Tropa diferente esta, não era a que estava habituado a ver passar. Sem emblemas, sem anéis, sem fitas que os outros tugas trazem sempre ao pescoço, ronco nenhum, sem capacetes até, aquele tem barrete diferente, caras pintadas de preto, nunca vira tropa assim. 
Estranhos, calados, o cano das armas deles também têm olhos, vêem por ele, para a esquerda, para a frente, para a direita, aquele está sempre a olhar para as árvores, tudo muito devagar, assim é mais difícil camaradas vê-los. 
Vi-os à frente, no carreiro para Uália, nosso pessoal descuidado a esta hora da manhã, sem aviso, pode ser uma desgraça, tanto trabalho para nada. Todos não estão, felizmente, mandei pessoal para Mansabá, dois para montar mina e mais dois para segurança. 
Aquelas bajudas com os cestos à cabeça vão ser apanhadas, gritai, gritai com toda a força que puderdes, mais alto, mulheres do PAIGC, glória da nossa luta, assim, para camarada ouvir! 
Os tugas todos a correr, o traidor fula amarrado a mim, não deixa andar, se eu pudesse! Aquelas crianças ali também! 
A enfermeira de Morés? A mulher do Ramos, do Pedro Ramos com a criança às costas?! Porque não fugiu? Não, não lhe façam mal, ela trata do nosso pessoal da luta, faz curativos só, os tugas não me ouvem, lenço não deixa.

Enfermaria do PAIGC. Foto de Knut Andreasson. Com a devida vénia. 

Não sei, não tenho nada para dizer, meu nome é Fima2, sou enfermeira, não falo nada de guerra, trato de feridos só, não pode mexer nesse papel, é carta de meu marido, ouviu? Não pode tirar bilhete de meu marido, não pode! Tenho filhinha às costas, não vê? É hora de ela mamar, deixa!

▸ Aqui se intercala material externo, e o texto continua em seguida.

//! Engine Error Types
//!
//! One error enum for the whole query lifecycle: parse-time, bind-time,
//! optimization and execution errors all surface through [`Error`].
//! Optimizer rules never raise on well-typed input; a rule that cannot
//! decide defers and leaves the plan unchanged.

use thiserror::Error;

/// Errors surfaced to the user by the query engine
#[derive(Error, Debug)]
pub enum Error {
    /// Malformed SQL or a construct the parser rejects
    #[error("SQL error: {0}")]
    Sql(String),

    /// The statement was empty
    #[error("No SQL statement found")]
    MissingSqlStatement,

    /// Recognised syntax the engine refuses to execute
    #[error("Unsupported syntax: {0}")]
    UnsupportedSyntax(String),

    /// A referenced column could not be bound
    #[error("Column '{0}' not found")]
    ColumnNotFound(String),

    /// A column reference matched more than one relation
    #[error("Identifier '{0}' is ambiguous")]
    AmbiguousIdentifier(String),

    /// A qualified reference names a relation not in scope
    #[error("Unexpected dataset reference '{0}'")]
    UnexpectedDatasetReference(String),

    /// Unknown relation, or a path outside the allowed roots
    #[error("Dataset '{0}' not found")]
    DatasetNotFound(String),

    /// Malformed `FOR` / `FOR DATES` clause
    #[error("Invalid temporal range filter: {0}")]
    InvalidTemporalRangeFilter(String),

    /// A connector signalled that a pushed predicate matched zero partitions
    #[error("Empty result set: {0}")]
    EmptyResultSet(String),

    /// The session lacks the permission for this statement kind
    #[error("Not permitted to execute this statement: {0}")]
    Permissions(String),

    /// Invalid API arguments
    #[error("Programming error: {0}")]
    Programming(String),

    /// Internal assertion failure; should never fire for user input
    #[error("Invalid internal state: {0}")]
    InvalidInternalState(String),

    /// I/O error from the CLI output path
    #[error("I/O error: {0}")]
    Io(#[from] std::io::Error),
}

/// Result type for engine operations
pub type Result<T> = std::result::Result<T, Error>;
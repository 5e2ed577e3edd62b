//! Optimization Rule - Join Rewriter
//!
//! Goal: faster joins.
//!
//! Collects LEFT OUTER JOINs and the filters above them as the plan is
//! traversed; patterns that would allow a rewrite (a filter on the
//! preserved side implying INNER, IS NULL implying ANTI, IS NOT NULL
//! implying SEMI) are recognised and logged. The rewrites themselves are
//! not performed yet; this is the recognised extension point.

use tracing::warn;

use crate::errors::Result;
use crate::expression::{CompareOp, NodeValue, UnaryOp};
use crate::optimizer::{get_nodes_of_type, OptimizationStrategy, OptimizerContext};
use crate::plan::{JoinType, LogicalPlan, LogicalPlanNode, LogicalPlanStepType};
use crate::statistics::QueryStatistics;

pub struct JoinRewriteStrategy {
    statistics: QueryStatistics,
}

impl JoinRewriteStrategy {
    pub fn new(statistics: QueryStatistics) -> Self {
        JoinRewriteStrategy { statistics }
    }
}

impl OptimizationStrategy for JoinRewriteStrategy {
    fn name(&self) -> &'static str {
        "JoinRewriter"
    }

    fn visit(&self, node: &LogicalPlanNode, context: &mut OptimizerContext) -> Result<()> {
        if node.step == LogicalPlanStepType::Filter {
            context.collected_predicates.push(node.clone());
        }
        if node.step == LogicalPlanStepType::Join
            && node.join_type == Some(JoinType::LeftOuter)
        {
            context.collected_joins.push(node.clone());
        }
        Ok(())
    }

    fn complete(&self, context: OptimizerContext) -> Result<LogicalPlan> {
        for join in &context.collected_joins {
            for predicate in &context.collected_predicates {
                let Some(condition) = &predicate.condition else {
                    continue;
                };
                let touches_left = join
                    .left_relation_names
                    .iter()
                    .any(|name| predicate.all_relations.contains(name));
                if !touches_left {
                    continue;
                }
                match &condition.value {
                    NodeValue::Comparison(
                        CompareOp::Eq
                        | CompareOp::Gt
                        | CompareOp::Lt
                        | CompareOp::GtEq
                        | CompareOp::LtEq,
                    ) => {
                        self.statistics
                            .increment("optimization_join_rewriter_candidate", 1);
                        warn!("LEFT OUTER JOIN -> INNER JOIN rewriter not implemented");
                    }
                    NodeValue::Unary(UnaryOp::IsNull) => {
                        self.statistics
                            .increment("optimization_join_rewriter_candidate", 1);
                        warn!("LEFT OUTER JOIN -> ANTI JOIN rewriter not implemented");
                    }
                    NodeValue::Unary(UnaryOp::IsNotNull) => {
                        self.statistics
                            .increment("optimization_join_rewriter_candidate", 1);
                        warn!("LEFT OUTER JOIN -> SEMI JOIN rewriter not implemented");
                    }
                    _ => {}
                }
            }
        }
        Ok(context.optimized_plan)
    }

    fn should_i_run(&self, plan: &LogicalPlan) -> bool {
        !get_nodes_of_type(plan, &[LogicalPlanStepType::Join]).is_empty()
    }
}
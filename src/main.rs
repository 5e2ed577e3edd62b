//! The quarry CLI: run a SQL statement against the engine and print the
//! result as a table, optionally with the query statistics.

use std::io::Write;

use anyhow::Context;
use clap::Parser;

use quarry::display::render_table;
use quarry::{Config, Session};

#[derive(Parser, Debug)]
#[command(name = "quarry", version, about = "Run SQL against the quarry engine")]
struct Args {
    /// Write the rendered output to a file instead of stdout
    #[arg(long = "o")]
    output: Option<std::path::PathBuf>,

    /// Colorize the output (the default)
    #[arg(long = "color")]
    color: bool,

    /// Disable colorized output
    #[arg(long = "no-color", conflicts_with = "color")]
    no_color: bool,

    /// Print query statistics after the result
    #[arg(long = "stats")]
    stats: bool,

    /// Suppress query statistics
    #[arg(long = "no-stats", conflicts_with = "stats")]
    no_stats: bool,

    /// Run the query N times, reporting the total wall time
    #[arg(long = "cycles", default_value_t = 1)]
    cycles: usize,

    /// Total table width in characters
    #[arg(long = "table_width", default_value_t = 120)]
    table_width: usize,

    /// Maximum rendered width of any single column
    #[arg(long = "max_col_width", default_value_t = 32)]
    max_col_width: usize,

    /// The SQL statement to run
    sql: Vec<String>,
}

fn main() {
    let exit_code = match run() {
        Ok(()) => 0,
        Err(error) => {
            eprintln!("error: {error:#}");
            1
        }
    };
    std::process::exit(exit_code);
}

fn run() -> anyhow::Result<()> {
    let args = Args::parse();
    let sql = args.sql.join(" ");
    if sql.trim().is_empty() {
        anyhow::bail!("no SQL statement provided");
    }
    if args.cycles == 0 {
        anyhow::bail!("--cycles must be at least 1");
    }

    let config = Config::load().context("loading configuration")?;
    tracing_subscriber::fmt()
        .with_env_filter(
            tracing_subscriber::EnvFilter::try_from_default_env()
                .unwrap_or_else(|_| config.logging.filter.clone().into()),
        )
        .with_writer(std::io::stderr)
        .init();

    let color = (args.color || !args.no_color) && args.output.is_none();
    let mut session = Session::new(config);

    let started = std::time::Instant::now();
    let mut result = session.execute(&sql).context("running query")?;
    for _ in 1..args.cycles {
        result = session.execute(&sql).context("running query")?;
    }
    let elapsed = started.elapsed();

    let mut output = render_table(&result, args.table_width, args.max_col_width, color);

    if args.stats && !args.no_stats {
        output.push('\n');
        for (name, value) in result.statistics().as_map() {
            output.push_str(&format!("{name:<48} {value}\n"));
        }
        if args.cycles > 1 {
            output.push_str(&format!(
                "{:<48} {}\n",
                "cycles",
                args.cycles
            ));
            output.push_str(&format!(
                "{:<48} {:.6}\n",
                "wall_time_seconds",
                elapsed.as_secs_f64()
            ));
        }
    }

    match &args.output {
        Some(path) => {
            let mut file = std::fs::File::create(path)
                .with_context(|| format!("creating {}", path.display()))?;
            file.write_all(output.as_bytes())
                .with_context(|| format!("writing {}", path.display()))?;
        }
        None => print!("{output}"),
    }
    Ok(())
}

Bilhete encontrado em poder de Fima Siga 
____________

Notas
1 - Adaptado do depoimento do Prisioneiro.
2 - Informações posteriores confirmaram que um dos capturados era uma enfermeira da base de Morés e mulher de Pedro Ramos, comandante da guerrilha.
3 - Uma ou duas semanas depois houve informação sobre queixas que terá apresentado sobre a forma como terá sido tratada no momento da captura.

************

Cassaprica 

Ofegante, braços cruzados, calada, a exigir respostas. Já não tenho novidades, é?
Olhos, uns olhos grandes, agora cinzentos, brilhantes, húmidos, silêncio, tréguas.
A força das mãos nos braços dele, os olhos a exigir-lhe silêncio agora, não digas nada de que te arrependas a seguir, pára um minuto só, pára!
Gente a passar, a olhar para eles, os dois a olharem para o lado, como se nada se passasse, a mão dela na boca dele, a tapá-la.
A história a andar para trás, tudo a correr para o fim e agora outra vez, tentativas para se descolar, ela a arrastá-lo para o jardim, a empurrá-lo para a rede, em cima dele, vencido.
Passou pelo Bento, arranjou transporte para Brá, um bom banho e meteu-se na cama com os documentos que lhe deram na 2.ª Repartição.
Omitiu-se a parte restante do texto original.